### What needs to be done
In the entries below, spot each line with the word "middle" and copy it.

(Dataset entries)
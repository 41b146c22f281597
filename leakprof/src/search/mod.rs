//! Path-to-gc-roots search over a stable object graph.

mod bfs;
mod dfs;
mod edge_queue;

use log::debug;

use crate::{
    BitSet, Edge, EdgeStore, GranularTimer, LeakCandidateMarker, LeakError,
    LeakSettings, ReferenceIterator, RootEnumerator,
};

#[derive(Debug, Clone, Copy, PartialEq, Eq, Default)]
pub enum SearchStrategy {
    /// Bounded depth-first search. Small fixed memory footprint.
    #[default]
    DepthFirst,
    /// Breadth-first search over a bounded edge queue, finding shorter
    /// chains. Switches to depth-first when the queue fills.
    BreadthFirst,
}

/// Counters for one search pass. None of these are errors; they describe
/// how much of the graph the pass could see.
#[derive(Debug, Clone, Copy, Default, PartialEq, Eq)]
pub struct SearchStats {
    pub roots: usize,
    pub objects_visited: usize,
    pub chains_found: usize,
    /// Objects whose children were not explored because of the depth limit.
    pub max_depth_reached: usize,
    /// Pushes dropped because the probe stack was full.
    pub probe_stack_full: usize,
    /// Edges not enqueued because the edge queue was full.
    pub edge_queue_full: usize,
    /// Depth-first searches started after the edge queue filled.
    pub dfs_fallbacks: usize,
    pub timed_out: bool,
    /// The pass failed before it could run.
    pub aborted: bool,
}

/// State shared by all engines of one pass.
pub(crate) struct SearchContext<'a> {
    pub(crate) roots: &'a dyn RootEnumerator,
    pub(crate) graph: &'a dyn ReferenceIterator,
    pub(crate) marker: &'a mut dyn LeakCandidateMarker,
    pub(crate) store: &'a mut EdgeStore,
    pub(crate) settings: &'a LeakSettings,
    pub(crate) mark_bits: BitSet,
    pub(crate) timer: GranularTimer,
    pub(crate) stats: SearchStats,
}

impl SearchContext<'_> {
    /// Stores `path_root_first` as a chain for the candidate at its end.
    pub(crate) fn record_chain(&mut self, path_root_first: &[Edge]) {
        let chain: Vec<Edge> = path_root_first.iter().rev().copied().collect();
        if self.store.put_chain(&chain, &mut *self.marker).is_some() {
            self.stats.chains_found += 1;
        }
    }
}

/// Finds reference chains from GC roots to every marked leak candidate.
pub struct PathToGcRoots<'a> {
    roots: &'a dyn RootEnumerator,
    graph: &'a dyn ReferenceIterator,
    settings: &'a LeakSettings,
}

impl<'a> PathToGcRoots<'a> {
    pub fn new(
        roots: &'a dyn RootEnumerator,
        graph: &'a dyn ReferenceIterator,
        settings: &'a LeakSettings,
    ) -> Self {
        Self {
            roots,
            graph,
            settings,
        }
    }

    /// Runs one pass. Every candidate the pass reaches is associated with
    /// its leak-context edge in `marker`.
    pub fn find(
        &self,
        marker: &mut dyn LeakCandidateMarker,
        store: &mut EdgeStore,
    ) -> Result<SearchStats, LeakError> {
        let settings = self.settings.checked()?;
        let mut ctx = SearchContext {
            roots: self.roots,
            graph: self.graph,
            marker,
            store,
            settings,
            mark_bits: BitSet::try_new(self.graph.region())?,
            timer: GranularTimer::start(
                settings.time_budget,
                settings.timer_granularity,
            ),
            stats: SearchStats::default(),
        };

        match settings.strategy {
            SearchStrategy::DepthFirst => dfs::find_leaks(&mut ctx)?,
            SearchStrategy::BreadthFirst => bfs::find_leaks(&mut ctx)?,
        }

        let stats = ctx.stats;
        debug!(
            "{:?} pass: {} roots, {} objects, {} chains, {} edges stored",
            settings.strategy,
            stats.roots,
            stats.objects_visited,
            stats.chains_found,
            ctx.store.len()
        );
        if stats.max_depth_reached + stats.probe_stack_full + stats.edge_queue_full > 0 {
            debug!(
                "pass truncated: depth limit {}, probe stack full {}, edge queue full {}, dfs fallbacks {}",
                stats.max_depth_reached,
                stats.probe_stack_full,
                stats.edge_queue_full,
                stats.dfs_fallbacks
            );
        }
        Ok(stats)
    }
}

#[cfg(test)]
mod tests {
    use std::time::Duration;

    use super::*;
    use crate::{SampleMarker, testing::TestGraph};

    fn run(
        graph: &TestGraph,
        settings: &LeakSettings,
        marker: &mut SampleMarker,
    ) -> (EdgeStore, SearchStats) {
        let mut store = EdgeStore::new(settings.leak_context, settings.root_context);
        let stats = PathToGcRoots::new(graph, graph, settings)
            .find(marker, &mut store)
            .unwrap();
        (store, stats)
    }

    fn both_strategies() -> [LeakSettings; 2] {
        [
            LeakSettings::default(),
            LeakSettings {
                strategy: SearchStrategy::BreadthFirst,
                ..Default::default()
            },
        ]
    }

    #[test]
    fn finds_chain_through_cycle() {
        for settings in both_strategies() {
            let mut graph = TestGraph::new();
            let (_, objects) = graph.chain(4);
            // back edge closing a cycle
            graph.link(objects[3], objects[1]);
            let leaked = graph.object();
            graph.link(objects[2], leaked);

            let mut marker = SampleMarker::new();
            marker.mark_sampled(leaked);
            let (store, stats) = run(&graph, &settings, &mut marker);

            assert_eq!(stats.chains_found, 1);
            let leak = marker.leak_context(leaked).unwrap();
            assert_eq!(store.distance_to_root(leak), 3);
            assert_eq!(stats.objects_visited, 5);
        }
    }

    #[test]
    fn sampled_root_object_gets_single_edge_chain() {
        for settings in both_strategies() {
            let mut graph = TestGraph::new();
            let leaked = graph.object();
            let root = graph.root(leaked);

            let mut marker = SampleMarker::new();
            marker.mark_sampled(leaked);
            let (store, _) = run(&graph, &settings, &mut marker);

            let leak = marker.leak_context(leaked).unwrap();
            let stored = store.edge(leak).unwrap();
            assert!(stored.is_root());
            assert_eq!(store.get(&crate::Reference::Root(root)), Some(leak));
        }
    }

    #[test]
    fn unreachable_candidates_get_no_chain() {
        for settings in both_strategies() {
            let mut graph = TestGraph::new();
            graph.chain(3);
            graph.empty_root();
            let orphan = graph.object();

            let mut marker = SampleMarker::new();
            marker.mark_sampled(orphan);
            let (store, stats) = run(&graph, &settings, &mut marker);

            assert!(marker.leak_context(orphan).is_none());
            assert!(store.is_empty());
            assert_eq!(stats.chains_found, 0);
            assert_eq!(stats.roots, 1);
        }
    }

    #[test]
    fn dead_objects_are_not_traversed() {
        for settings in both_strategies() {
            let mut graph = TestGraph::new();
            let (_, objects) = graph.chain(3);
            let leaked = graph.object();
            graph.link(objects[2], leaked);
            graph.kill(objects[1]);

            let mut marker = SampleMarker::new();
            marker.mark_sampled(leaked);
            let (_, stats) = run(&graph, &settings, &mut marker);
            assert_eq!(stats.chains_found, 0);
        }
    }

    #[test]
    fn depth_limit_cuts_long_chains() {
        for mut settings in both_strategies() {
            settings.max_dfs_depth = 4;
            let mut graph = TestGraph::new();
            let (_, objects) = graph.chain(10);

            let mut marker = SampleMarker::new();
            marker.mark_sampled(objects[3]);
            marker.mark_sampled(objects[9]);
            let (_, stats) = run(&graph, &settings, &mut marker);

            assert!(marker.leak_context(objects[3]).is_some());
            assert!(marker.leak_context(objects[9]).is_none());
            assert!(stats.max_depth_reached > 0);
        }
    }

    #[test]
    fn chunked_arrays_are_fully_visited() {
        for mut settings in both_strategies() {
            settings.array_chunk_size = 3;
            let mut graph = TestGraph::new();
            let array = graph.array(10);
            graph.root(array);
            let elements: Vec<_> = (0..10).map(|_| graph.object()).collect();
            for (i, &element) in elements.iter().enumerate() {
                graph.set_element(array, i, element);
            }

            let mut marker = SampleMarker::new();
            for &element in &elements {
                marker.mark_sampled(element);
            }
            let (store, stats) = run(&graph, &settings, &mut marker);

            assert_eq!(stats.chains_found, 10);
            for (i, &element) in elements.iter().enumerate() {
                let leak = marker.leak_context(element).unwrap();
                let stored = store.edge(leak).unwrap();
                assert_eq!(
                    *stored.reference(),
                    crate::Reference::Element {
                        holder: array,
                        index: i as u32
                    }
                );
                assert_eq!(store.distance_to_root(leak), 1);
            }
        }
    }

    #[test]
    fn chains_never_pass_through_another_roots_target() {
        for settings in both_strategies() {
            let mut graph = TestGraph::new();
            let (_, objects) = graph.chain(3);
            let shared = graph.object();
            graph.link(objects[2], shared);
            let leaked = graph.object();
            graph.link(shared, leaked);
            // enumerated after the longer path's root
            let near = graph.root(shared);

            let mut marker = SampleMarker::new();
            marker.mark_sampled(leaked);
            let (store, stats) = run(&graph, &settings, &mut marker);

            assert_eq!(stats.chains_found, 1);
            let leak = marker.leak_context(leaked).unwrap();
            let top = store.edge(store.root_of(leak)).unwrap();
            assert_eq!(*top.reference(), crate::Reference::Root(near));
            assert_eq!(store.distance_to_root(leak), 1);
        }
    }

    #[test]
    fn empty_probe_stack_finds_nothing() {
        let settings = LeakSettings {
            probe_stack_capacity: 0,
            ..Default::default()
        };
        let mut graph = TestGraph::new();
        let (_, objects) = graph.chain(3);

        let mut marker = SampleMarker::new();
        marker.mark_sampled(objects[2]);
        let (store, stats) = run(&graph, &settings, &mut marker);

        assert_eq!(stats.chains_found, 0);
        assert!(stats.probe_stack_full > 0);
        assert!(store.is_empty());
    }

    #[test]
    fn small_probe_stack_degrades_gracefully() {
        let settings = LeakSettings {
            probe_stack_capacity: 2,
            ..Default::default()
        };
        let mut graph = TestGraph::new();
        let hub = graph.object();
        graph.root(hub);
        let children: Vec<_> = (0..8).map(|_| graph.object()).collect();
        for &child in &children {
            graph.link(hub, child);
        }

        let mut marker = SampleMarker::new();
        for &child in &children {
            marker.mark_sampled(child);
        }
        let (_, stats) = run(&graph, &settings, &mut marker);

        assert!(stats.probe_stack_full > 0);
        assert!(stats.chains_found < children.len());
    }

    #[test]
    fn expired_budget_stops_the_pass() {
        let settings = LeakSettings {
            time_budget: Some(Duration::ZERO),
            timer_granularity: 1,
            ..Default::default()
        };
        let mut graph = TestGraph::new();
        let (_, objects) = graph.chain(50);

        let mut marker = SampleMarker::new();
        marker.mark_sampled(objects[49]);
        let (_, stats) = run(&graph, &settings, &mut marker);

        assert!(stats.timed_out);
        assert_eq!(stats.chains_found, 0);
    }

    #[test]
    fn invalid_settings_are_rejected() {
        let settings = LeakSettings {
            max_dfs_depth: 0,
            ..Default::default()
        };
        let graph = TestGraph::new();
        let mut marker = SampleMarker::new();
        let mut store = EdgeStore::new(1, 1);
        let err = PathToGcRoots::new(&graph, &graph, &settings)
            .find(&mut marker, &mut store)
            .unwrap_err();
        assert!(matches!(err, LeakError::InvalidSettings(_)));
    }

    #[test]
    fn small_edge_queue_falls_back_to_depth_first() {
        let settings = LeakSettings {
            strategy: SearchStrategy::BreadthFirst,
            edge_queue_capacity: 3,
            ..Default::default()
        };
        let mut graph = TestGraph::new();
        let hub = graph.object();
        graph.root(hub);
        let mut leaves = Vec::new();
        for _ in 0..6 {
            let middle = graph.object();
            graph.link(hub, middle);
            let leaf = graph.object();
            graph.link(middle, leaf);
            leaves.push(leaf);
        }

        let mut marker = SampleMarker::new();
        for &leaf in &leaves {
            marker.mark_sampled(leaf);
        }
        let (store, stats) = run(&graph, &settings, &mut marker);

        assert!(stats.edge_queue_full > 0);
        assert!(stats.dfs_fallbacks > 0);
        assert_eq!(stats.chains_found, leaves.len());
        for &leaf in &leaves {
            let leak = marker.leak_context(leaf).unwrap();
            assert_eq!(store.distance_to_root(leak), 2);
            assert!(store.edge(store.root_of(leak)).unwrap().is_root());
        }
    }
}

### Answer to this problem
            let middle = graph.object();
            graph.link(hub, middle);
            graph.link(middle, leaf);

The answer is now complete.